Джуно посмотрела ему в лицо, колеблясь. Ей не хотелось портить ему настроение предложением снять запрет на любовь и опустить над разделявшей их пропастью разводной мост. Она не стала рисковать.

– По-моему, мы ничего не потеряли. – Она нежно поцеловала его в подбородок. – Мы только-только находим.

Он кивнул и чуть улыбнулся:

– Вот именно. – Он перенес свою руку с ее живота на правую грудь. О, как Джуно мечтала, чтоб на ее грудь не так действовала сила гравитации. Она где-то прочитала, что началом отвисания груди нужно считать тот момент, когда ты можешь стоя удержать под ней карандаш. Она под своей могла бы удержать три маркера и еще клавиатуру в придачу, нет проблем.

– А твой бывший, – спросил Джей, играя ее соском. – Джон, если не ошибаюсь?

– Да. – Джуно вдруг стало зябко. – Что тебя интересует?

– Как у вас все закончилось?

– Он встретил другую, – она поежилась.

Джей не мигая смотрел ей в лицо. Она предполагала, что он как-то отреагирует, скажет что-нибудь – выразит сочувствие, досаду, может быть, удивление, ну хоть что-нибудь. Но он молчал.

Тем временем Ллойд начал сокрушаться о судьбах неизвестных детей с бледными личиками. Джуно почувствовала острую жалость к себе.

– Меня бросили, – заявила она весьма драматически, в очередной раз досадуя на свою склонность заимствовать эмоции из популярных песенок.

Джей продолжал смотреть на нее. Он даже не моргал.

– Меня тоже, – проговорил он так тихо, что она с трудом разобрала эти слова сквозь звуки музыки, хотя лицо его было совсем близко.

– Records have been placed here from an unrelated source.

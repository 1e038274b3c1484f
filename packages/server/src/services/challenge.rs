use std::collections::HashMap;

use chrono::Utc;
use common::{ChallengeStatus, ChallengeType};
use sea_orm::prelude::Expr;
use sea_orm::*;
use tracing::{debug, info};

use crate::entity::{challenge, challenge_completion, challenge_participant, user};
use crate::error::AppError;
use crate::models::challenge::{ChallengeAggregate, ChallengeRequest, ParticipantResponse};
use crate::models::shared::trim_opt;

pub async fn find_challenge<C: ConnectionTrait>(
    db: &C,
    id: i32,
) -> Result<challenge::Model, AppError> {
    challenge::Entity::find_by_id(id)
        .one(db)
        .await?
        .ok_or_else(|| AppError::NotFound(format!("Challenge not found with id: {id}")))
}

async fn aggregate<C: ConnectionTrait>(
    db: &C,
    challenges: Vec<challenge::Model>,
) -> Result<Vec<ChallengeAggregate>, AppError> {
    let ids: Vec<i32> = challenges.iter().map(|c| c.id).collect();
    if ids.is_empty() {
        return Ok(Vec::new());
    }

    let mut participants: HashMap<i32, Vec<i32>> = HashMap::new();
    for p in challenge_participant::Entity::find()
        .filter(challenge_participant::Column::ChallengeId.is_in(ids.clone()))
        .order_by_asc(challenge_participant::Column::JoinedAt)
        .all(db)
        .await?
    {
        participants.entry(p.challenge_id).or_default().push(p.user_id);
    }

    let mut completions: HashMap<i32, Vec<i32>> = HashMap::new();
    for c in challenge_completion::Entity::find()
        .filter(challenge_completion::Column::ChallengeId.is_in(ids))
        .order_by_asc(challenge_completion::Column::CompletedAt)
        .all(db)
        .await?
    {
        completions.entry(c.challenge_id).or_default().push(c.user_id);
    }

    Ok(challenges
        .into_iter()
        .map(|challenge| ChallengeAggregate {
            participant_ids: participants.remove(&challenge.id).unwrap_or_default(),
            completed_by_ids: completions.remove(&challenge.id).unwrap_or_default(),
            challenge,
        })
        .collect())
}

async fn list_where<C: ConnectionTrait>(
    db: &C,
    select: Select<challenge::Entity>,
) -> Result<Vec<ChallengeAggregate>, AppError> {
    let challenges = select.order_by_asc(challenge::Column::Id).all(db).await?;
    aggregate(db, challenges).await
}

pub async fn get_challenge<C: ConnectionTrait>(
    db: &C,
    id: i32,
) -> Result<ChallengeAggregate, AppError> {
    let challenge = find_challenge(db, id).await?;
    aggregate(db, vec![challenge])
        .await?
        .pop()
        .ok_or_else(|| AppError::Internal(format!("Challenge {id} vanished while loading")))
}

pub async fn list_challenges<C: ConnectionTrait>(
    db: &C,
) -> Result<Vec<ChallengeAggregate>, AppError> {
    list_where(db, challenge::Entity::find()).await
}

pub async fn list_by_family<C: ConnectionTrait>(
    db: &C,
    family_id: i32,
) -> Result<Vec<ChallengeAggregate>, AppError> {
    list_where(
        db,
        challenge::Entity::find().filter(challenge::Column::FamilyId.eq(family_id)),
    )
    .await
}

pub async fn list_by_status<C: ConnectionTrait>(
    db: &C,
    status: ChallengeStatus,
) -> Result<Vec<ChallengeAggregate>, AppError> {
    list_where(
        db,
        challenge::Entity::find().filter(challenge::Column::Status.eq(status)),
    )
    .await
}

pub async fn list_by_type<C: ConnectionTrait>(
    db: &C,
    challenge_type: ChallengeType,
) -> Result<Vec<ChallengeAggregate>, AppError> {
    list_where(
        db,
        challenge::Entity::find().filter(challenge::Column::ChallengeType.eq(challenge_type)),
    )
    .await
}

/// New challenges start with no completions; status defaults to `ACTIVE`.
pub async fn create_challenge<C: ConnectionTrait>(
    db: &C,
    input: ChallengeRequest,
) -> Result<ChallengeAggregate, AppError> {
    let now = Utc::now();
    let model = challenge::ActiveModel {
        title: Set(input.title.trim().to_string()),
        description: Set(input.description.trim().to_string()),
        challenge_type: Set(input.challenge_type),
        status: Set(input.status.unwrap_or_default()),
        score: Set(input.score),
        image: Set(trim_opt(input.image)),
        image_banner: Set(trim_opt(input.image_banner)),
        checks: Set(0),
        family_id: Set(input.family_id),
        institution_id: Set(input.institution_id),
        created_at: Set(now),
        updated_at: Set(now),
        ..Default::default()
    }
    .insert(db)
    .await?;

    info!(challenge_id = model.id, "Challenge created");
    Ok(ChallengeAggregate {
        challenge: model,
        participant_ids: Vec::new(),
        completed_by_ids: Vec::new(),
    })
}

/// Replace the editable fields. `checks` and the participant sets are kept.
pub async fn update_challenge<C: ConnectionTrait>(
    db: &C,
    id: i32,
    input: ChallengeRequest,
) -> Result<ChallengeAggregate, AppError> {
    let existing = find_challenge(db, id).await?;
    let mut active: challenge::ActiveModel = existing.into();
    active.title = Set(input.title.trim().to_string());
    active.description = Set(input.description.trim().to_string());
    active.challenge_type = Set(input.challenge_type);
    if let Some(status) = input.status {
        active.status = Set(status);
    }
    active.score = Set(input.score);
    active.image = Set(trim_opt(input.image));
    active.image_banner = Set(trim_opt(input.image_banner));
    active.family_id = Set(input.family_id);
    active.institution_id = Set(input.institution_id);
    active.updated_at = Set(Utc::now());
    active.update(db).await?;

    get_challenge(db, id).await
}

pub async fn delete_challenge<C: ConnectionTrait>(db: &C, id: i32) -> Result<(), AppError> {
    find_challenge(db, id).await?;

    challenge_participant::Entity::delete_many()
        .filter(challenge_participant::Column::ChallengeId.eq(id))
        .exec(db)
        .await?;
    challenge_completion::Entity::delete_many()
        .filter(challenge_completion::Column::ChallengeId.eq(id))
        .exec(db)
        .await?;
    challenge::Entity::delete_by_id(id).exec(db).await?;

    info!(challenge_id = id, "Challenge deleted");
    Ok(())
}

async fn ensure_user<C: ConnectionTrait>(db: &C, id: i32) -> Result<(), AppError> {
    user::Entity::find_by_id(id)
        .one(db)
        .await?
        .ok_or_else(|| AppError::NotFound(format!("User not found with id: {id}")))?;
    Ok(())
}

/// Join a challenge. Returns `Ok(false)` when the user already participates.
pub async fn participate<C: ConnectionTrait>(
    db: &C,
    challenge_id: i32,
    user_id: i32,
) -> Result<bool, AppError> {
    find_challenge(db, challenge_id).await?;
    ensure_user(db, user_id).await?;

    let joined = challenge_participant::Entity::find_by_id((challenge_id, user_id))
        .one(db)
        .await?
        .is_some();
    if joined {
        debug!(challenge_id, user_id, "Already participating");
        return Ok(false);
    }

    let participant = challenge_participant::ActiveModel {
        challenge_id: Set(challenge_id),
        user_id: Set(user_id),
        joined_at: Set(Utc::now()),
    };
    match challenge_participant::Entity::insert(participant)
        .exec_without_returning(db)
        .await
    {
        Ok(_) => {
            info!(challenge_id, user_id, "User joined challenge");
            Ok(true)
        }
        Err(e) if matches!(e.sql_err(), Some(SqlErr::UniqueConstraintViolation(_))) => Ok(false),
        Err(e) => Err(e.into()),
    }
}

/// Record a completion and award the challenge score.
///
/// Returns `Ok(false)` when the user is not a participant or has already
/// completed the challenge.
pub async fn complete<C: ConnectionTrait>(
    db: &C,
    challenge_id: i32,
    user_id: i32,
) -> Result<bool, AppError> {
    let challenge = find_challenge(db, challenge_id).await?;
    ensure_user(db, user_id).await?;

    let participating = challenge_participant::Entity::find_by_id((challenge_id, user_id))
        .one(db)
        .await?
        .is_some();
    if !participating {
        debug!(challenge_id, user_id, "Not a participant");
        return Ok(false);
    }

    let completion = challenge_completion::ActiveModel {
        challenge_id: Set(challenge_id),
        user_id: Set(user_id),
        completed_at: Set(Utc::now()),
    };
    match challenge_completion::Entity::insert(completion)
        .exec_without_returning(db)
        .await
    {
        Ok(_) => {}
        Err(e) if matches!(e.sql_err(), Some(SqlErr::UniqueConstraintViolation(_))) => {
            debug!(challenge_id, user_id, "Already completed");
            return Ok(false);
        }
        Err(e) => return Err(e.into()),
    }

    challenge::Entity::update_many()
        .col_expr(challenge::Column::Checks, Expr::col(challenge::Column::Checks).add(1))
        .col_expr(challenge::Column::UpdatedAt, Expr::value(Utc::now()))
        .filter(challenge::Column::Id.eq(challenge_id))
        .exec(db)
        .await?;
    user::Entity::update_many()
        .col_expr(
            user::Column::Score,
            Expr::col(user::Column::Score).add(challenge.score),
        )
        .filter(user::Column::Id.eq(user_id))
        .exec(db)
        .await?;

    info!(challenge_id, user_id, score = challenge.score, "Challenge completed");
    Ok(true)
}

pub async fn list_participants<C: ConnectionTrait>(
    db: &C,
    challenge_id: i32,
) -> Result<Vec<ParticipantResponse>, AppError> {
    find_challenge(db, challenge_id).await?;

    let participants = challenge_participant::Entity::find()
        .filter(challenge_participant::Column::ChallengeId.eq(challenge_id))
        .order_by_asc(challenge_participant::Column::JoinedAt)
        .all(db)
        .await?;
    let completed: HashMap<i32, _> = challenge_completion::Entity::find()
        .filter(challenge_completion::Column::ChallengeId.eq(challenge_id))
        .all(db)
        .await?
        .into_iter()
        .map(|c| (c.user_id, c.completed_at))
        .collect();

    let user_ids: Vec<i32> = participants.iter().map(|p| p.user_id).collect();
    let names: HashMap<i32, String> = user::Entity::find()
        .filter(user::Column::Id.is_in(user_ids))
        .all(db)
        .await?
        .into_iter()
        .map(|u| (u.id, u.name))
        .collect();

    Ok(participants
        .into_iter()
        .filter_map(|p| {
            names.get(&p.user_id).map(|name| ParticipantResponse {
                user_id: p.user_id,
                name: name.clone(),
                joined_at: p.joined_at,
                completed_at: completed.get(&p.user_id).copied(),
            })
        })
        .collect())
}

Она постаралась не обижаться на то, что он так бессовестно перевел разговор на себя, и сложила губы в печальную улыбку:

– Ты очень ее любил?

– У меня никогда не было такой возможности. Джуно не поняла, что он имеет в виду. Никогда не было такой возможности? Речь идет о том, что она не пришла на свидание? О безответной влюбленности? Может быть, о встрече на одну ночь или еще о чем-то, столь же банальном? Вряд ли это можно сравнивать с годами жизни, потраченными ею на отношения с Джоном, и с той болью, которую она испытала, когда он отшвырнул все их прошлое ради Дебби.

– Я очень хочу полюбить ее, – прошептал он.

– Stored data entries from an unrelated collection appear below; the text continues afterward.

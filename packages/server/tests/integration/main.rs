
mod auth;
mod challenge;
mod course;
mod upload;
mod user;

Итак, в сердце у него другая женщина, с грустью поняла Джуно. Какая-то загадочная злодейка, которая даже не дала ему времени полюбить ее, что бы это ни значило.

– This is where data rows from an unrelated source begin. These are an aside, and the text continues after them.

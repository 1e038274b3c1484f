#[cfg(feature = "sea-orm")]
use sea_orm::prelude::StringLen;

use serde::{Deserialize, Serialize};
use std::fmt;
use std::str::FromStr;

use crate::ParseEnumError;

/// Account role. Drives every authorization decision on the server.
///
/// When the `sea-orm` feature is enabled, this enum can be used directly in SeaORM entities.
#[derive(Clone, Copy, Debug, Default, PartialEq, Eq, Hash, Serialize, Deserialize, utoipa::ToSchema)]
#[cfg_attr(
    feature = "sea-orm",
    derive(sea_orm::DeriveActiveEnum, sea_orm::EnumIter),
    sea_orm(rs_type = "String", db_type = "String(StringLen::None)")
)]
#[serde(rename_all = "SCREAMING_SNAKE_CASE")]
pub enum Role {
    /// Platform operator, unrestricted.
    #[cfg_attr(feature = "sea-orm", sea_orm(string_value = "ADMIN"))]
    Admin,
    /// Manages one institution, including deleting its courses.
    #[cfg_attr(feature = "sea-orm", sea_orm(string_value = "INSTITUTION_ADMIN"))]
    InstitutionAdmin,
    /// Edits the courses of one institution.
    #[cfg_attr(feature = "sea-orm", sea_orm(string_value = "INSTITUTION_STAFF"))]
    InstitutionStaff,
    /// Student / family member.
    #[default]
    #[cfg_attr(feature = "sea-orm", sea_orm(string_value = "USER"))]
    User,
}

impl Role {
    pub const ALL: &'static [Role] = &[
        Self::Admin,
        Self::InstitutionAdmin,
        Self::InstitutionStaff,
        Self::User,
    ];

    pub fn as_str(&self) -> &'static str {
        match self {
            Self::Admin => "ADMIN",
            Self::InstitutionAdmin => "INSTITUTION_ADMIN",
            Self::InstitutionStaff => "INSTITUTION_STAFF",
            Self::User => "USER",
        }
    }

    /// Roles that act on behalf of a single institution.
    pub fn is_institution_member(&self) -> bool {
        matches!(self, Self::InstitutionAdmin | Self::InstitutionStaff)
    }
}

impl fmt::Display for Role {
    fn fmt(&self, f: &mut fmt::Formatter<'_>) -> fmt::Result {
        f.write_str(self.as_str())
    }
}

impl FromStr for Role {
    type Err = ParseEnumError;

    fn from_str(s: &str) -> Result<Self, Self::Err> {
        Self::ALL
            .iter()
            .find(|r| r.as_str().eq_ignore_ascii_case(s.trim()))
            .copied()
            .ok_or_else(|| ParseEnumError::new("role", s, Self::ALL.iter().map(Role::as_str)))
    }
}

Острые занозы ревности вонзились ей в сердце, и она решила, что даже не хочет сейчас ничего больше знать об этом.

Она рассеянно провела ладонью по его щеке. Она не знала, что сказать, поэтому решила, что наступила ее очередь хранить молчание. К тому же она начала всерьез замерзать. Французские окна на террасе оставались открытыми, и легкий ветерок овевал их обнаженные тела.

– Я не могу выразить, что я чувствую к ней. – Он внезапно прижал руки к лицу, бормоча вполголоса: – Любовь, ненависть, пустота… Я не могу это выразить.

Затем опять наступила болезненная тишина. Джуно не была уверена, что все правильно расслышала. Единственное, что она разобрала наверняка: он ощущает пустоту.

– Пойду приготовлю ужин, – бодро сказала она, садясь. – В холодильнике тонны продуктов.